La fin de l’année 2009 arrive. Enfin, diront certains chefs d’entreprises, épuisés par une année hors-norme du fait d’une crise profonde et violente en terme de baisse de marché dans tous les secteurs.
L’association des journalistes de PME a souhaité aborder un sujet délicat concernant les défaillances d’entreprises et les recours possibles existants lors de son dernier petit déjeuner.
Thierry Millon, responsable des études chez Altares a fait un état des lieux des défaillances d’entreprises en 2009 en France. Le niveau est le même qu’en 1992 (« et on s’en est sorti »). En chiffres, « cela représente 56 633 entreprises fragilisées en 09 contre 50 157 en 08. Ce sont les plus jeunes entreprises et les plus anciennes qui souffrent le plus », a résumé M. Millon.
Sans surprise, on apprend que les secteurs qui ont le plus souffert sont l’industrie, l’immobilier, puis le bâtiment, le service aux entreprises, les services aux particuliers ayant été peu impactés, de même que le médical.
Procédure de sauvegarde et gel des dettes
Sur 100 défaillances, 66 deviennent des liquidations judiciaires tandis que 33 sont des redressements judiciaires. Pour Maître Thévenot, président de l’association syndicale professionnelle des administrateurs judiciaires (ASPAJ), « la procédure de sauvegarde datant de 2006 a permis d’atténuer la casse à condition de pas être en cessation de paiement et d’anticiper la procédure. Elle enclenche un gel des dettes et met la société sous la protection de la justice vis à vis de certains créanciers.» Pendant la phase de redressement judiciaire, on recherchera des repreneurs. Il faut parfois penser à faire entrer un nouvel investisseur dans la société, quitte à diluer un peu l’actionnariat. Question de survie. Voire modifier la gouvernance de la société.

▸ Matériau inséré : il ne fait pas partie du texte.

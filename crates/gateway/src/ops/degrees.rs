//! Degree operations.

use qabul_core::models::{CreateDegree, Degree, UpdateDegree};
use qabul_core::DbId;

use crate::client::Gateway;
use crate::envelope::Outcome;
use crate::messages::{op_failed, verb};

impl Gateway {
    /// List degrees, optionally restricted to one department.
    pub async fn list_degrees(&self, dept_id: Option<DbId>) -> Outcome<Vec<Degree>> {
        let mut builder = self.http().get(self.url("Degree"));
        if let Some(dept_id) = dept_id {
            builder = builder.query(&[("deptId", dept_id)]);
        }
        self.send(builder, &op_failed(verb::LOAD, "الدرجات العلمية"))
            .await
    }

    pub async fn add_degree(&self, input: &CreateDegree) -> Outcome<Degree> {
        self.send(
            self.http().post(self.url("Degree")).json(input),
            &op_failed(verb::ADD, "الدرجة العلمية"),
        )
        .await
    }

    pub async fn update_degree(&self, input: &UpdateDegree) -> Outcome<Degree> {
        self.send(
            self.http().put(self.url("Degree")).json(input),
            &op_failed(verb::UPDATE, "الدرجة العلمية"),
        )
        .await
    }

    pub async fn delete_degree(&self, id: DbId) -> Outcome<()> {
        self.send_empty(
            self.http().delete(self.url(&format!("Degree/{id}"))),
            &op_failed(verb::DELETE, "الدرجة العلمية"),
        )
        .await
    }
}
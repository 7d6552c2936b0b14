//! Field-level validation helpers shared by the entity payload DTOs.
//!
//! The payload structs derive [`validator::Validate`]; the functions here
//! back the `custom`, `regex`, and `schema` rules that the derive macro
//! cannot express on its own.

use std::sync::LazyLock;

use regex::Regex;
use validator::{ValidationError, ValidationErrors};

/// Egyptian national id: exactly 14 digits, nothing else.
pub static NATIONAL_ID_RE: LazyLock<Regex> =
    LazyLock::new(|| Regex::new(r"^[0-9]{14}$").expect("valid regex"));

/// Phone numbers: digits with an optional leading `+`, 8 to 15 digits.
pub static PHONE_RE: LazyLock<Regex> =
    LazyLock::new(|| Regex::new(r"^\+?[0-9]{8,15}$").expect("valid regex"));

/// Reject course / qualification codes that are empty or whitespace-only.
pub fn non_blank(value: &str) -> Result<(), ValidationError> {
    if value.trim().is_empty() {
        return Err(ValidationError::new("non_blank").with_message("must not be blank".into()));
    }
    Ok(())
}

/// [`non_blank`] applied to every element of a code list.
pub fn non_blank_all(values: &[String]) -> Result<(), ValidationError> {
    for value in values {
        non_blank(value)?;
    }
    Ok(())
}

/// Extract the first violated field's message from a set of validation
/// errors, for the transient form banner. Per-field messages stay attached
/// to the [`ValidationErrors`] value itself.
pub fn first_message(errors: &ValidationErrors) -> Option<String> {
    errors
        .field_errors()
        .into_iter()
        .flat_map(|(field, errs)| {
            errs.iter().map(move |e| match &e.message {
                Some(msg) => msg.to_string(),
                None => format!("{field}: invalid value"),
            })
        })
        .next()
}
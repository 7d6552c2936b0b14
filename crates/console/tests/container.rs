//! Management container behavior against a scripted operations fake.

use std::collections::VecDeque;
use std::sync::atomic::{AtomicUsize, Ordering};
use std::sync::Mutex;

use assert_matches::assert_matches;
use async_trait::async_trait;
use qabul_console::container::{FormMode, Management, Reconcile};
use qabul_console::ops::EntityOps;
use qabul_console::toast::ToastKind;
use qabul_core::models::{CreateDegree, Degree, GeneralDegree, UpdateDegree};
use qabul_core::DbId;
use qabul_gateway::Outcome;

/// Scripted [`EntityOps`]: each call pops the next outcome off its queue
/// and counts the call. Tests fail loudly if a call was not scripted.
#[derive(Default)]
struct MockOps {
    lists: Mutex<VecDeque<Outcome<Vec<Degree>>>>,
    creates: Mutex<VecDeque<Outcome<Degree>>>,
    updates: Mutex<VecDeque<Outcome<Degree>>>,
    deletes: Mutex<VecDeque<Outcome<()>>>,
    list_calls: AtomicUsize,
    last_create: Mutex<Option<CreateDegree>>,
}

impl MockOps {
    fn script_list(self, outcome: Outcome<Vec<Degree>>) -> Self {
        self.lists.lock().unwrap().push_back(outcome);
        self
    }

    fn script_create(self, outcome: Outcome<Degree>) -> Self {
        self.creates.lock().unwrap().push_back(outcome);
        self
    }

    fn script_update(self, outcome: Outcome<Degree>) -> Self {
        self.updates.lock().unwrap().push_back(outcome);
        self
    }

    fn script_delete(self, outcome: Outcome<()>) -> Self {
        self.deletes.lock().unwrap().push_back(outcome);
        self
    }
}

fn pop<T>(queue: &Mutex<VecDeque<Outcome<T>>>, name: &str) -> Outcome<T> {
    queue
        .lock()
        .unwrap()
        .pop_front()
        .unwrap_or_else(|| panic!("unscripted {name} call"))
}

#[async_trait]
impl EntityOps for MockOps {
    type Entity = Degree;
    type Create = CreateDegree;
    type Update = UpdateDegree;
    type Key = DbId;

    fn label(&self) -> &'static str {
        "الدرجة العلمية"
    }

    fn key(entity: &Degree) -> DbId {
        entity.id
    }

    async fn list(&self) -> Outcome<Vec<Degree>> {
        self.list_calls.fetch_add(1, Ordering::SeqCst);
        pop(&self.lists, "list")
    }

    async fn create(&self, input: &CreateDegree) -> Outcome<Degree> {
        *self.last_create.lock().unwrap() = Some(input.clone());
        pop(&self.creates, "create")
    }

    async fn update(&self, _input: &UpdateDegree) -> Outcome<Degree> {
        pop(&self.updates, "update")
    }

    async fn delete(&self, _key: &DbId) -> Outcome<()> {
        pop(&self.deletes, "delete")
    }
}

fn degree(id: DbId, name: &str) -> Degree {
    Degree {
        id,
        name: name.to_string(),
        description: None,
        department_id: 3,
        standard_duration_years: Some(2),
        general_degree: GeneralDegree::Basic,
    }
}

fn create_payload(name: &str) -> CreateDegree {
    CreateDegree {
        name: name.to_string(),
        description: None,
        department_id: Some(3),
        standard_duration_years: Some(2),
        general_degree: GeneralDegree::Basic,
    }
}

// --- Create flow ---

#[tokio::test]
async fn accepted_create_patches_list_and_closes_form() {
    let ops = MockOps::default()
        .script_list(Outcome::success_with(vec![]))
        .script_create(Outcome::success_with(degree(101, "Master of Science")));
    let mut mgmt = Management::new(ops);

    mgmt.load().await;
    assert!(mgmt.items.is_empty());

    mgmt.open_add();
    mgmt.submit_create(create_payload("Master of Science")).await;

    assert_eq!(mgmt.items.len(), 1);
    assert_eq!(mgmt.items[0].id, 101);
    let sent = mgmt.ops().last_create.lock().unwrap().clone().unwrap();
    assert_eq!(sent.name, "Master of Science");
    assert_eq!(sent.department_id, Some(3));
    assert!(mgmt.form.is_none(), "form must close on success");
    assert!(mgmt.form_error.is_none());
    let toast = mgmt.toasts.last().unwrap();
    assert_eq!(toast.kind, ToastKind::Success);
}

#[tokio::test]
async fn rejected_create_keeps_form_open_with_inline_error() {
    let ops = MockOps::default()
        .script_list(Outcome::success_with(vec![]))
        .script_create(Outcome::failure("الاسم مستخدم من قبل"));
    let mut mgmt = Management::new(ops);

    mgmt.load().await;
    mgmt.open_add();
    mgmt.submit_create(create_payload("مكرر")).await;

    assert_matches!(mgmt.form, Some(FormMode::Add));
    assert_eq!(mgmt.form_error.as_deref(), Some("الاسم مستخدم من قبل"));
    assert!(mgmt.items.is_empty());
    assert_eq!(mgmt.toasts.last().unwrap().kind, ToastKind::Error);
}

#[tokio::test]
async fn create_without_entity_body_reloads_the_list() {
    let ops = MockOps::default()
        .script_list(Outcome::success_with(vec![]))
        .script_create(Outcome::success_empty())
        .script_list(Outcome::success_with(vec![degree(8, "دبلوم")]));
    let mut mgmt = Management::new(ops);

    mgmt.load().await;
    mgmt.open_add();
    mgmt.submit_create(create_payload("دبلوم")).await;

    assert_eq!(mgmt.ops().list_calls.load(Ordering::SeqCst), 2);
    assert_eq!(mgmt.items.len(), 1);
    assert!(mgmt.form.is_none());
}

// --- Update flow ---

#[tokio::test]
async fn accepted_update_patches_row_in_place() {
    let ops = MockOps::default()
        .script_list(Outcome::success_with(vec![degree(5, "بكالوريوس"), degree(6, "ماجستير")]))
        .script_update(Outcome::success_with(degree(5, "بكالوريوس العلوم")));
    let mut mgmt = Management::new(ops);

    mgmt.load().await;
    let row = mgmt.items[0].clone();
    mgmt.open_edit(row);
    mgmt.submit_update(UpdateDegree {
        id: 5,
        name: "بكالوريوس العلوم".into(),
        description: None,
        department_id: Some(3),
        standard_duration_years: Some(4),
        general_degree: GeneralDegree::Basic,
    })
    .await;

    assert_eq!(mgmt.items.len(), 2);
    assert_eq!(mgmt.items[0].name, "بكالوريوس العلوم");
    assert_eq!(mgmt.items[1].id, 6);
    assert!(mgmt.form.is_none());
}

// --- Delete flow ---

#[tokio::test]
async fn accepted_delete_removes_row_and_closes_dialog() {
    let ops = MockOps::default()
        .script_list(Outcome::success_with(vec![degree(7, "دكتوراه")]))
        .script_delete(Outcome::success_empty());
    let mut mgmt = Management::new(ops);

    mgmt.load().await;
    let row = mgmt.items[0].clone();
    mgmt.open_delete(row);
    mgmt.confirm_delete().await;

    assert!(mgmt.items.is_empty());
    assert!(!mgmt.dialog.is_open());
    assert_eq!(mgmt.toasts.last().unwrap().kind, ToastKind::Success);
}

#[tokio::test]
async fn rejected_delete_keeps_row_and_dialog_open() {
    let ops = MockOps::default()
        .script_list(Outcome::success_with(vec![degree(7, "دكتوراه")]))
        .script_delete(Outcome::failure("الدرجة مرتبطة بطلاب مسجلين"));
    let mut mgmt = Management::new(ops);

    mgmt.load().await;
    let row = mgmt.items[0].clone();
    mgmt.open_delete(row);
    mgmt.confirm_delete().await;

    assert_eq!(mgmt.items.len(), 1, "rejected delete must not remove the row");
    assert!(mgmt.dialog.is_open(), "dialog stays open on failure");
    assert_eq!(mgmt.dialog.error(), Some("الدرجة مرتبطة بطلاب مسجلين"));
    assert_eq!(
        mgmt.toasts.last().unwrap().message,
        "الدرجة مرتبطة بطلاب مسجلين"
    );
}

// --- Stale completions ---

#[tokio::test]
async fn stale_load_completion_is_discarded() {
    let ops = MockOps::default();
    let mut mgmt: Management<MockOps> = Management::new(ops);

    let first = mgmt.begin_load();
    let second = mgmt.begin_load();

    mgmt.finish_load(first, Outcome::success_with(vec![degree(1, "قديم")]));
    assert!(mgmt.items.is_empty(), "superseded load must be discarded");

    mgmt.finish_load(second, Outcome::success_with(vec![degree(2, "جديد")]));
    assert_eq!(mgmt.items.len(), 1);
    assert_eq!(mgmt.items[0].id, 2);
}

#[tokio::test]
async fn stale_create_completion_is_discarded() {
    let ops = MockOps::default();
    let mut mgmt: Management<MockOps> = Management::new(ops);

    let stale = mgmt.begin_load();
    mgmt.begin_load();

    let outcome = Outcome::success_with(degree(9, "متأخر"));
    assert_eq!(mgmt.finish_create(stale, outcome), Reconcile::Stale);
    assert!(mgmt.items.is_empty());
    assert!(mgmt.toasts.last().is_none(), "stale completion must be silent");
}

// --- Load failures ---

#[tokio::test]
async fn failed_load_surfaces_backend_message() {
    let ops = MockOps::default().script_list(Outcome::failure("انتهت صلاحية الجلسة"));
    let mut mgmt = Management::new(ops);

    mgmt.load().await;

    assert!(mgmt.items.is_empty());
    let toast = mgmt.toasts.last().unwrap();
    assert_eq!(toast.kind, ToastKind::Error);
    assert_eq!(toast.message, "انتهت صلاحية الجلسة");
}

// --- List state ---

#[tokio::test]
async fn search_change_resets_table_to_first_page() {
    let rows: Vec<Degree> = (1..=25).map(|i| degree(i, &format!("درجة {i}"))).collect();
    let ops = MockOps::default().script_list(Outcome::success_with(rows));
    let mut mgmt = Management::new(ops);

    mgmt.load().await;
    mgmt.table.set_page(3);
    assert_eq!(mgmt.table.view(&mgmt.items).page, 3);

    mgmt.set_search("درجة 1");
    assert_eq!(mgmt.table.view(&mgmt.items).page, 1);
}
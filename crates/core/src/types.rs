/// Identifier type used for all server-assigned entity ids.
pub type DbId = i64;
#[tokio::main]
async fn main() -> anyhow::Result<()> {
    dotenvy::dotenv().ok();

    tracing_subscriber::registry()
        .with(
            tracing_subscriber::EnvFilter::try_from_default_env()
                .unwrap_or_else(|_| "qabul_admin=debug,qabul_gateway=debug".into()),
        )
        .with(tracing_subscriber::fmt::layer().with_writer(std::io::stderr))
        .init();

    let cli = Cli::parse();

    let session = match std::env::var(ENV_API_TOKEN) {
        Ok(token) if !token.trim().is_empty() => Arc::new(Session::with_token(token)),
        _ => Arc::new(Session::new()),
    };
    let gateway = Arc::new(Gateway::from_env(session)?);

    match cli.command {
        Command::Degrees { action } => run_degrees(gateway, action).await,
        Command::Departments { action } => run_departments(gateway, action).await,
        Command::Intakes { action } => run_intakes(gateway, action).await,
        Command::Instructors { action } => run_instructors(gateway, action).await,
        Command::Universities { action } => match action {
            NamedAction::List(args) => {
                list_entities(UniversityOps(gateway), &args, |u| {
                    format!("{:>6}  {}", u.id, u.name)
                })
                .await
            }
            NamedAction::Add { name } => {
                create_entity(UniversityOps(gateway), non_blank_name(name)?).await
            }
            NamedAction::Delete { id } => delete_entity(UniversityOps(gateway), id).await,
        },
        Command::Colleges { action } => match action {
            NamedAction::List(args) => {
                list_entities(CollegeOps(gateway), &args, |c| {
                    format!("{:>6}  {}", c.id, c.name)
                })
                .await
            }
            NamedAction::Add { name } => {
                create_entity(CollegeOps(gateway), non_blank_name(name)?).await
            }
            NamedAction::Delete { id } => delete_entity(CollegeOps(gateway), id).await,
        },
        Command::Lookup { kind } => run_lookup(&gateway, &kind).await,
        Command::Msarat { degree_id } => {
            let outcome = gateway.msarat_by_degree(degree_id).await;
            let options = expect_success(outcome)?.unwrap_or_default();
            for option in options {
                println!("{:>6}  {}", option.id, option.name);
            }
            Ok(())
        }
        Command::RegistrationLookups => run_registration_lookups(&gateway).await,
        Command::Tracks { action } => run_tracks(&gateway, action).await,
        Command::Courses { action } => match action {
            CourseAction::List { department_id } => {
                let outcome = gateway.list_courses(department_id).await;
                for course in expect_success(outcome)?.unwrap_or_default() {
                    println!(
                        "{:>6}  {:<10}  {:<30}  {} س",
                        course.id, course.code, course.name, course.credit_hours
                    );
                }
                Ok(())
            }
            CourseAction::Delete { id } => {
                expect_success(gateway.delete_course(id).await)?;
                println!("تم الحذف بنجاح");
                Ok(())
            }
        },
        Command::Students { action } => match action {
            StudentAction::List => {
                let outcome = gateway.list_students().await;
                for student in expect_success(outcome)?.unwrap_or_default() {
                    println!(
                        "{}  {} {}",
                        student.national_id, student.first_name, student.last_name
                    );
                }
                Ok(())
            }
            StudentAction::Delete { national_id } => {
                expect_success(gateway.delete_student(&national_id).await)?;
                println!("تم الحذف بنجاح");
                Ok(())
            }
        },
        Command::Cards { action } => run_cards(gateway, action).await,
        Command::Student { national_id } => {
            let outcome = gateway.get_student(&national_id).await;
            match expect_success(outcome)? {
                Some(student) => {
                    println!(
                        "{}  {} {}",
                        student.national_id, student.first_name, student.last_name
                    );
                    if let Some(email) = &student.email {
                        println!("  {email}");
                    }
                    if let Some(gpa) = student.gpa {
                        println!("  GPA: {gpa:.2}");
                    }
                }
                None => println!("لا يوجد طالب بهذا الرقم القومي"),
            }
            Ok(())
        }
    }
}
//! Injected session object owning the bearer token.
//!
//! Replaces the original portal's ambient local-storage reads with an
//! explicit lifecycle: set at login, read by every gateway call, cleared
//! at logout.

use std::sync::RwLock;

/// Shared authentication session.
#[derive(Debug, Default)]
pub struct Session {
    token: RwLock<Option<String>>,
}

impl Session {
    pub fn new() -> Self {
        Self::default()
    }

    /// Create a session already holding a token.
    pub fn with_token(token: impl Into<String>) -> Self {
        Self {
            token: RwLock::new(Some(token.into())),
        }
    }

    /// Store the bearer token obtained at login.
    pub fn login(&self, token: impl Into<String>) {
        *self.token.write().expect("session lock poisoned") = Some(token.into());
    }

    /// Drop the token at logout.
    pub fn logout(&self) {
        *self.token.write().expect("session lock poisoned") = None;
    }

    /// Current token, if logged in.
    pub fn token(&self) -> Option<String> {
        self.token.read().expect("session lock poisoned").clone()
    }

    pub fn is_authenticated(&self) -> bool {
        self.token.read().expect("session lock poisoned").is_some()
    }
}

Pour Olivier Perroud, expert-comptable et correspondant de l’institut Français des praticiens de procédures collectives (IFPPC), la gestion de crise du chef d’entreprise doit s’axer sur des priorités : « préserver le fonds de roulement (ce qu’on appellera le cash de la société), établir une revue de projets avec rentabilité à court terme, reporter les projets hors sur fort ROI à CT, vite encaisser les créances. Pour cela, le suivi des comptes clients est impératif, quitte à mettre plus de pression sur les mauvais payeurs. Enfin, penser à sécuriser vos relations avec vos tiers. Cela commence par un devoir d’information vis à vis de vos partenaires, y compris votre banquier. Afin de préserver un climat de confiance entre les parties »
De l’avis de ces spécialistes au contact avec des situations de crise, il semblerait que la crise ait permis à de nombreux entrepreneurs de rationaliser leur gestion du risque, en revenant à une gestion serrée, quitte à redéfinir certaines relations avec leurs fournisseurs et leurs clients.
Comme l’annonçaient certains observateurs économiques, les TPE, PME, PMI qui auront résisté à la tempête en ressortiront globalement plus fortes dès les premiers signes de reprise. Espérons qu’ils soient significatifs dès début 2010.